BEGIN Entries provided
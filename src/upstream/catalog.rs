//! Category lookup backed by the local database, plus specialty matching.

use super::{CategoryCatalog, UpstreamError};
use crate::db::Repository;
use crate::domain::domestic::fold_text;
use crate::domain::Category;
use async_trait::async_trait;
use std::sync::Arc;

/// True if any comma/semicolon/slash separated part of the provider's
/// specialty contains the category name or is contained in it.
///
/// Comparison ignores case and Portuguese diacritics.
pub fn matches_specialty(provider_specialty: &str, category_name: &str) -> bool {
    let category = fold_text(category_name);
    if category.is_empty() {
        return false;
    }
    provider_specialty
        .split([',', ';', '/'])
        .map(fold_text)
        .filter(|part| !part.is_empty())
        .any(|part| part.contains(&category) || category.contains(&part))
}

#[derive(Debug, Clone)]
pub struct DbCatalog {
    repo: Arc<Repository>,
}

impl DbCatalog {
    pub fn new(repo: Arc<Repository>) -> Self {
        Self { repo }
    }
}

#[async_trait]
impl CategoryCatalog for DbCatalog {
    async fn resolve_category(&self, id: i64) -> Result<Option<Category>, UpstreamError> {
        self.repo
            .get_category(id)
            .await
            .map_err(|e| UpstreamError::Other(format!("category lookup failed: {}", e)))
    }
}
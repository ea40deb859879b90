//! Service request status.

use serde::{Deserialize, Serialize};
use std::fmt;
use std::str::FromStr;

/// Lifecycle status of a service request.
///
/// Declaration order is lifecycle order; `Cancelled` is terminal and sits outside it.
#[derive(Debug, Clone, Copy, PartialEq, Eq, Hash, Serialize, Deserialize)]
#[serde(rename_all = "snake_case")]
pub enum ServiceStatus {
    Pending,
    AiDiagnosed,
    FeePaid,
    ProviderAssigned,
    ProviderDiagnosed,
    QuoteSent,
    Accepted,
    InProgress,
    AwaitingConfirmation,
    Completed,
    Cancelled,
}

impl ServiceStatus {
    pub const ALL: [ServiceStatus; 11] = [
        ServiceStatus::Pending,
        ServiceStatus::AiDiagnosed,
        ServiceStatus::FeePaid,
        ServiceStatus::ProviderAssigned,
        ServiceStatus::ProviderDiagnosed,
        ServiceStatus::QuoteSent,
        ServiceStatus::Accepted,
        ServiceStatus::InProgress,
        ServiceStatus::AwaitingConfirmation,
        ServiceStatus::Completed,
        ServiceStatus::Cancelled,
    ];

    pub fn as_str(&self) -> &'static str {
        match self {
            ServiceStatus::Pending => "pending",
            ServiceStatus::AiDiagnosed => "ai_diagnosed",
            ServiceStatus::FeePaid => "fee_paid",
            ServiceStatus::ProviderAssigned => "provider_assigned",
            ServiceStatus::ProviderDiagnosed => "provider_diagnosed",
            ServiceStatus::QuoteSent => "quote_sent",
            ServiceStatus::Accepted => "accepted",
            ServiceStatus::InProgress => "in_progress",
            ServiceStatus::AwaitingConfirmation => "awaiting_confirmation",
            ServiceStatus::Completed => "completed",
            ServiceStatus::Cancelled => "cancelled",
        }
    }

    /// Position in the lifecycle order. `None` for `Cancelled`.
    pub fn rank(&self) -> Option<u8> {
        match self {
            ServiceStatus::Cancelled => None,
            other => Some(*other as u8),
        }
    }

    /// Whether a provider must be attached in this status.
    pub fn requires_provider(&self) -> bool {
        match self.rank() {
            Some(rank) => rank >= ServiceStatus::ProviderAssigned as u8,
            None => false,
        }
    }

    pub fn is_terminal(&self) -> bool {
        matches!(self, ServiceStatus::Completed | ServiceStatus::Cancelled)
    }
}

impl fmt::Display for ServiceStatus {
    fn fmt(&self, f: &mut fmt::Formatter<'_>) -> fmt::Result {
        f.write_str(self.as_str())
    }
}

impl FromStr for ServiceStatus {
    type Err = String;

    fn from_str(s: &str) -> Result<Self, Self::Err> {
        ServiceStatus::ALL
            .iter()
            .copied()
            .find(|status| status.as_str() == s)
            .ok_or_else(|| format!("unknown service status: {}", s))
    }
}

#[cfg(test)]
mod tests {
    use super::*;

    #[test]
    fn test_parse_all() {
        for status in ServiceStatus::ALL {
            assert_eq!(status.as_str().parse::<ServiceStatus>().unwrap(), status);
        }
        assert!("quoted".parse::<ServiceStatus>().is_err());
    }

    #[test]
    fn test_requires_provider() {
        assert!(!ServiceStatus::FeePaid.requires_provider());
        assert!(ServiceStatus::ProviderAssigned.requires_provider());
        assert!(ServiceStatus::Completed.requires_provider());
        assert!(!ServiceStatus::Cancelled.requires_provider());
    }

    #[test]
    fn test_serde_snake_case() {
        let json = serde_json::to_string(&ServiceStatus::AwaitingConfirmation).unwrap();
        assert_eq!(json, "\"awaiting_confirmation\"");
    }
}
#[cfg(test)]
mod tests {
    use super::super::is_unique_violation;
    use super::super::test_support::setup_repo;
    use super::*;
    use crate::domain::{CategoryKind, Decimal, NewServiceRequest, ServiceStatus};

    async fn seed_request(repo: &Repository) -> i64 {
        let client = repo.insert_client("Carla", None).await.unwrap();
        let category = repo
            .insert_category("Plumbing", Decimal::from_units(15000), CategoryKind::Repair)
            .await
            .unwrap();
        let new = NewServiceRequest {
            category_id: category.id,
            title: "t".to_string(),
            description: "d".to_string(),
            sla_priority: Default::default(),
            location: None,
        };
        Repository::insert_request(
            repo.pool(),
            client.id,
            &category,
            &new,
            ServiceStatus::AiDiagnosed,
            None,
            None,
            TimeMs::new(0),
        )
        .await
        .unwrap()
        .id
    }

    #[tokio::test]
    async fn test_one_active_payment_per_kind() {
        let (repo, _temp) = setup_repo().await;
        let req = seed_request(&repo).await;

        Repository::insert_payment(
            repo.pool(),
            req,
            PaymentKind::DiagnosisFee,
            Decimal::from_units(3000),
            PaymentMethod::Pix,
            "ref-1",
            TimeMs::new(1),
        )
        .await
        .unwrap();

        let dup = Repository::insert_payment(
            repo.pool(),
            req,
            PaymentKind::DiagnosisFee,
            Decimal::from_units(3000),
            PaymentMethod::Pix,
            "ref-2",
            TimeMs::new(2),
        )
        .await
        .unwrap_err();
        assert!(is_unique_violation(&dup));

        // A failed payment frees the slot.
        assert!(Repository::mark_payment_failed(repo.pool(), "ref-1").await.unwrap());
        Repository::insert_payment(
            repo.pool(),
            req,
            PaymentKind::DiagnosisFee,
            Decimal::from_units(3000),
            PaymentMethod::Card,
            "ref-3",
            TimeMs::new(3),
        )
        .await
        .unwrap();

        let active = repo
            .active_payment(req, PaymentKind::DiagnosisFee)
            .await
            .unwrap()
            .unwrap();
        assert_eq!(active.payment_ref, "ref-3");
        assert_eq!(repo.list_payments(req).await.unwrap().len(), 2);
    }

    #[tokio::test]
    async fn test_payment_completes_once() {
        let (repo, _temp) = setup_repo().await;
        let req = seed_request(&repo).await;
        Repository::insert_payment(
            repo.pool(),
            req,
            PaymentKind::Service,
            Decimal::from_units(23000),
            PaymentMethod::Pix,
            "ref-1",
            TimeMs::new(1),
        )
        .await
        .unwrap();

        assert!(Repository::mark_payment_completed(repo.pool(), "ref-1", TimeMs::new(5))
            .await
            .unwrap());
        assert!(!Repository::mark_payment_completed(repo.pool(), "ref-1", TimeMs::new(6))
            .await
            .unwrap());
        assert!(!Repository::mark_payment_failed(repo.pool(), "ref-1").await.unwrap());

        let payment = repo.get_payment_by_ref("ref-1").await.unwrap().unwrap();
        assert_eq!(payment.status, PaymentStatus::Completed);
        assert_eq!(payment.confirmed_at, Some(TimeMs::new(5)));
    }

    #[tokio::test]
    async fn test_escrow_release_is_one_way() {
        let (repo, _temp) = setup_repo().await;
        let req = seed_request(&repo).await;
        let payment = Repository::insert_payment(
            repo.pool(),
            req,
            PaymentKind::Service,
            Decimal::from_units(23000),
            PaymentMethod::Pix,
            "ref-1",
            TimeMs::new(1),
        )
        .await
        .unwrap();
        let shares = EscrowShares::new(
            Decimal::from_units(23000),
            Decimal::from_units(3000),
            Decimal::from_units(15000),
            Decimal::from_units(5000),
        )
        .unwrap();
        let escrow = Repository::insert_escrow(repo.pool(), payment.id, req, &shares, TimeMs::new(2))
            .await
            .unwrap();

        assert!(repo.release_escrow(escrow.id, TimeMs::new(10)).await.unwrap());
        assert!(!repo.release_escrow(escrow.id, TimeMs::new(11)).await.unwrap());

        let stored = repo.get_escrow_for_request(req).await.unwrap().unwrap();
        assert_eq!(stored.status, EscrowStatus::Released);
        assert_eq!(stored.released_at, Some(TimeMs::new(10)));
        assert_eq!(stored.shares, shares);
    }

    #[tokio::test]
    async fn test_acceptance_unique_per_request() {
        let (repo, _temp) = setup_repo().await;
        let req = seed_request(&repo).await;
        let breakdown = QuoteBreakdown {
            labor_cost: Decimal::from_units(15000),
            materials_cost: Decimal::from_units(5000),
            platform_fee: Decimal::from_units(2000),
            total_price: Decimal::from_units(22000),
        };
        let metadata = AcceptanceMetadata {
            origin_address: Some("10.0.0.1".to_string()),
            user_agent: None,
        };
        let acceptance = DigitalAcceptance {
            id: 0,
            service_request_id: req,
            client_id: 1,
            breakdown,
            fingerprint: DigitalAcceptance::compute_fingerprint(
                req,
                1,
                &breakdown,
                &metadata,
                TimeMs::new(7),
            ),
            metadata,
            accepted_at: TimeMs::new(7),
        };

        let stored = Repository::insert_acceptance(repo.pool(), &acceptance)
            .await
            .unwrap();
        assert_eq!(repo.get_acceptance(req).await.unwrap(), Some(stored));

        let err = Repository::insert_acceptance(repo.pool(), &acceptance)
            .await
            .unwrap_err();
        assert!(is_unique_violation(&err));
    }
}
END Entries provided
* _Task_
The answer must be a single number: the count of lines in the records above that contain the word "bool".

* _Response to this exercise_
3